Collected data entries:
=== Section Start ===

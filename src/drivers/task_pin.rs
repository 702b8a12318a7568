//! Core-pinned thread spawning for ESP32-S3 dual-core.
//!
//! Wraps `esp_pthread_set_cfg()` so that `std::thread::Builder::spawn`
//! creates a FreeRTOS task pinned to a specific CPU core with explicit
//! priority and stack size. On non-ESP targets, falls back to a plain
//! thread.
//!
//! `esp_pthread_set_cfg()` sets thread-local configuration that applies to
//! the *next* `pthread_create()` from the calling thread, so the
//! config→spawn pair must not be interleaved with other thread creation on
//! the same thread.

use std::thread::JoinHandle;

use crate::error::{Error, Result};

/// CPU core identifiers for the ESP32-S3 Xtensa LX7 dual-core.
#[derive(Debug, Clone, Copy, PartialEq, Eq)]
#[repr(i32)]
pub enum Core {
    /// Core 0 (PRO_CPU), shared with the protocol stacks.
    Pro = 0,
    /// Core 1 (APP_CPU), used for the measurement task.
    App = 1,
}

/// Spawn a thread pinned to `core` with explicit priority and stack.
///
/// `name` must be null-terminated (e.g. `"ranging\0"`).  The thread's return
/// value comes back through the `JoinHandle`.
#[cfg(target_os = "espidf")]
pub fn spawn_on_core<T, F>(
    core: Core,
    priority: u8,
    stack_kb: usize,
    name: &'static str,
    f: F,
) -> Result<JoinHandle<T>>
where
    F: FnOnce() -> T + Send + 'static,
    T: Send + 'static,
{
    // SAFETY: the config struct is fully initialised by the IDF default
    // constructor; `name` is a 'static null-terminated string.
    unsafe {
        let mut cfg = esp_idf_svc::sys::esp_create_default_pthread_config();
        cfg.pin_to_core = core as i32;
        cfg.prio = i32::from(priority);
        cfg.stack_size = (stack_kb * 1024) as _;
        cfg.thread_name = name.as_ptr().cast();
        let ret = esp_idf_svc::sys::esp_pthread_set_cfg(&cfg);
        if ret != esp_idf_svc::sys::ESP_OK {
            return Err(Error::Hardware(ret));
        }
    }

    let display_name = name.trim_end_matches('\0');
    log::info!(
        "Spawning '{}' on {:?} (pri={}, stack={}KB)",
        display_name,
        core,
        priority,
        stack_kb
    );

    std::thread::Builder::new()
        .name(display_name.into())
        .spawn(f)
        .map_err(|_| Error::ResourceExhausted)
}

/// Simulation fallback — ignores core affinity and priority.
#[cfg(not(target_os = "espidf"))]
pub fn spawn_on_core<T, F>(
    _core: Core,
    _priority: u8,
    stack_kb: usize,
    name: &'static str,
    f: F,
) -> Result<JoinHandle<T>>
where
    F: FnOnce() -> T + Send + 'static,
    T: Send + 'static,
{
    let display_name = name.trim_end_matches('\0');
    log::info!(
        "Spawning '{}' (sim, no core pinning, stack={}KB)",
        display_name,
        stack_kb
    );

    // Host threads need more headroom than the FreeRTOS task.
    std::thread::Builder::new()
        .name(display_name.into())
        .stack_size((stack_kb * 1024).max(64 * 1024))
        .spawn(f)
        .map_err(|_| Error::ResourceExhausted)
}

=== Section End ===

* Goal of the exercise *
Check each line of the entries for the string "from". Copy the lines that have it.

* Response area *
//! the *next* `pthread_create()` from the calling thread, so the
        cfg.prio = i32::from(priority);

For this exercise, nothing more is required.